[发明专利]DNA纳米球检测探针及其制备方法和应用

说明书

本发明公开了一种DNA纳米球检测探针及其制备方法和应用。所述DNA纳米球检测探针包括单链探针A、单链探针B和单链探针C，所述单链探针A、单链探针B和单链探针C均至少含有一段回文序列的粘性末端，所述每段回文序列为10个碱基，所述单链探针C还具有用于端粒酶反应的引物序列，所述单链探针A、单链探针B和DNA端粒酶产物链D‑STP的端粒重复序列部分互补，以形成Y型结构DNA，所述Y型结构DNA以粘性端连接，依次放大排列得到所述DNA纳米球检测探针，所述DNA纳米球检测探针的直径为10~100nm。所述DNA纳米球检测探针可以准确地检测端粒酶在不同细胞系中的活性，具有灵敏度、检测限低、快速识别等优点。

技术领域

本发明涉及生物传感技术领域，更具体地，涉及一种DNA纳米球检测探针及其制备方法和应用。

背景技术

端粒是一段具有重复序列(TTAGGG)的DNA序列，通常存在于细胞染色体的末端。在细胞分裂过程中，染色体的复制会导致端粒的不断缩短。而端粒酶作为体内广泛存在的一种逆转录酶，在维持端粒长度以及细胞生长、分化过程中起到非常关键的作用。端粒酶通过在端粒的3'端不断的复制TTAGGG的重复序列达到维持端粒长度以及细胞活性的目的。2009年，ELIZABETN等发现了端粒酶以及端粒对于细胞活性的保护机制而获得了诺贝尔医学奖。此后，许多研究表明端粒酶的活性过高可能会诱导细胞的永久性存活，甚至引发癌症。
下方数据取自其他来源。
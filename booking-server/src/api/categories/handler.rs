//! Category API Handlers

use axum::{
    Json,
    extract::{Path, State},
};

use crate::auth::CurrentUser;
use crate::core::ServerState;
use crate::db::repository::{RepoError, category};
use crate::utils::validation::{MAX_CATEGORY_NAME_LEN, validate_required_text};
use crate::utils::{AppError, AppResult, ErrorCode};
use shared::models::{Category, CategoryCreate, CategoryUpdate};

fn map_write_error(err: RepoError) -> AppError {
    match err {
        RepoError::Duplicate(_) => AppError::new(ErrorCode::CategoryNameExists).for_field("name"),
        RepoError::NotFound(_) => AppError::new(ErrorCode::CategoryNotFound),
        other => other.into(),
    }
}

/// GET /api/categories
pub async fn list(State(state): State<ServerState>) -> AppResult<Json<Vec<Category>>> {
    let categories = category::find_all(&state.pool).await?;
    Ok(Json(categories))
}

/// GET /api/categories/{id}
pub async fn get_by_id(
    State(state): State<ServerState>,
    Path(id): Path<i64>,
) -> AppResult<Json<Category>> {
    let found = category::find_by_id(&state.pool, id)
        .await?
        .ok_or_else(|| AppError::new(ErrorCode::CategoryNotFound))?;
    Ok(Json(found))
}

/// POST /api/categories
pub async fn create(
    State(state): State<ServerState>,
    current_user: CurrentUser,
    Json(payload): Json<CategoryCreate>,
) -> AppResult<Json<Category>> {
    validate_required_text(&payload.name, "name", MAX_CATEGORY_NAME_LEN)?;

    let created = category::create(&state.pool, payload)
        .await
        .map_err(map_write_error)?;

    tracing::info!(category_id = created.id, operator_id = current_user.id, name = %created.name, "Category created");
    Ok(Json(created))
}

/// PUT /api/categories/{id}
pub async fn update(
    State(state): State<ServerState>,
    current_user: CurrentUser,
    Path(id): Path<i64>,
    Json(payload): Json<CategoryUpdate>,
) -> AppResult<Json<Category>> {
    if let Some(name) = &payload.name {
        validate_required_text(name, "name", MAX_CATEGORY_NAME_LEN)?;
    }

    let updated = category::update(&state.pool, id, payload)
        .await
        .map_err(map_write_error)?;

    tracing::info!(category_id = id, operator_id = current_user.id, "Category updated");
    Ok(Json(updated))
}

/// DELETE /api/categories/{id} - removes the category's restaurants too
pub async fn delete(
    State(state): State<ServerState>,
    current_user: CurrentUser,
    Path(id): Path<i64>,
) -> AppResult<Json<bool>> {
    let deleted = category::delete(&state.pool, id).await?;
    if !deleted {
        return Err(AppError::new(ErrorCode::CategoryNotFound));
    }

    tracing::info!(category_id = id, operator_id = current_user.id, "Category deleted");
    Ok(Json(true))
}
//! Password hashing (argon2id, PHC string format)

use argon2::{
    Argon2,
    password_hash::{PasswordHash, PasswordHasher, PasswordVerifier, SaltString, rand_core::OsRng},
};

/// Hash a plaintext password with a fresh random salt
pub fn hash_password(password: &str) -> Result<String, argon2::password_hash::Error> {
    let salt = SaltString::generate(&mut OsRng);
    let hash = Argon2::default().hash_password(password.as_bytes(), &salt)?;
    Ok(hash.to_string())
}

/// Check a plaintext password against a stored PHC hash
///
/// A malformed stored hash is an error; a wrong password is `Ok(false)`.
pub fn verify_password(password: &str, hash: &str) -> Result<bool, argon2::password_hash::Error> {
    let parsed = PasswordHash::new(hash)?;
    Ok(Argon2::default()
        .verify_password(password.as_bytes(), &parsed)
        .is_ok())
}
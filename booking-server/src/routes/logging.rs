//! Request logging middleware
//!
//! One line when a request starts and one when it completes, tagged with the
//! request id and the authenticated user (if any).

use axum::{
    extract::{MatchedPath, Request},
    middleware::Next,
    response::Response,
};
use std::time::Instant;
use tracing::{info, warn};

use crate::auth::CurrentUser;

/// Log request start and completion
///
/// Fields: request id, method, matched route, user agent, user, status,
/// latency in milliseconds. Error statuses are logged at `warn`.
pub async fn logging_middleware(req: Request, next: Next) -> Response {
    let start = Instant::now();

    let request_id = req
        .headers()
        .get("x-request-id")
        .and_then(|v| v.to_str().ok())
        .map(|s| s.to_string())
        .unwrap_or_else(|| uuid::Uuid::new_v4().to_string());

    let method = req.method().clone();
    let path = req
        .extensions()
        .get::<MatchedPath>()
        .map(|p| p.as_str().to_string())
        .unwrap_or_else(|| req.uri().path().to_string());

    let user_agent = req
        .headers()
        .get(http::header::USER_AGENT)
        .and_then(|v| v.to_str().ok())
        .unwrap_or("unknown")
        .to_string();

    let user_id = req.extensions().get::<CurrentUser>().map(|u| u.id);

    info!(
        request_id = %request_id,
        method = %method,
        path = %path,
        user_agent = %user_agent,
        user_id = ?user_id,
        "Request started"
    );

    let response = next.run(req).await;

    let latency_ms = start.elapsed().as_millis() as u64;
    let status = response.status().as_u16();

    if response.status().is_server_error() {
        warn!(
            request_id = %request_id,
            method = %method,
            path = %path,
            status,
            latency_ms,
            user_id = ?user_id,
            "Request completed with server error"
        );
    } else if response.status().is_client_error() {
        warn!(
            request_id = %request_id,
            method = %method,
            path = %path,
            status,
            latency_ms,
            user_id = ?user_id,
            "Request completed with client error"
        );
    } else {
        info!(
            request_id = %request_id,
            method = %method,
            path = %path,
            status,
            latency_ms,
            user_id = ?user_id,
            "Request completed"
        );
    }

    response
}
但是，端粒酶活性过低又会加速细胞衰老，甚至凋亡。在正常人的体细胞中，端粒酶处于抑制的状态，研究发现在包括胃癌、乳腺癌、宫颈癌、结肠癌等大多数癌症细胞中，端粒酶的活性明显高于正常水平。因此，端粒酶活性检测在癌症的诊疗等方面具有重大的研究意义。越来越多的研究者发现端粒酶可以作为重要的靶点在癌症的诊断，治疗方面发挥作用。因此，如何准确、灵敏、快速地获得端粒酶活性成为了在临床诊断和治疗方面的一大热点。

传统的端粒酶检测方法包括端粒重复序列扩增法、端粒重复序列延伸法、荧光素标记的端粒酶重复序列扩增法等，这些方法存在样本需要量大、检测时间长、操作复杂、假阳性、价格昂贵，不能可视判断等缺点。

发明内容

本发明为克服上述现有检测方法效果不好的缺陷，提供一种DNA纳米球检测探针。

本发明的另一目的在于提供所述DNA纳米球检测探针的制备方法。

本发明的另一目的在于提供所述利用DNA纳米球检测探针检测端粒酶活性的方法。

本发明的另一目的在于提供所述DNA纳米球检测探针的应用。

为实现上述目的，本发明采用的技术方案是：

一种DNA纳米球检测探针，其特征在于，包括单链探针A、单链探针B和单链探针C，所述单链探针A、单链探针B和端粒酶引物序列均至少含有一段回文序列的粘性末端，所述单链探针C还具有用于端粒酶反应的引物序列，在端粒酶作用下，单链探针C的末端会延伸出端粒重复序列(TTAGGG)n，得到端粒酶产物链D-STP；其中，n为大于等于1的整数；所述单链探针A、单链探针 B和DNA端粒酶产物链D-STP的端粒重复序列部分互补，以形成Y型结构DNA，所述Y型结构DNA以粘性端连接，依次放大排列得到所述DNA纳米球检测探针，所述DNA纳米球检测探针的直径为10～100nm。

所述回文序列是指核苷酸片段在其中一条链上按5'到3'读取的序列与其互补链上按相同的5'到3'读取的序列一致。

本发明提供了一种DNA纳米球检测探针，所述DNA纳米球检测探针稳定且具有单分散结构，直径在10～100nm。

优选地，所述单链探针A如序列表中的SEQ ID No.1、2或3所示，所述单链探针B如序列表中的SEQ ID No.4、5或6所示，所述单链探针C的核苷酸序列如序列表中的SEQ IDNo.7、8或9所示。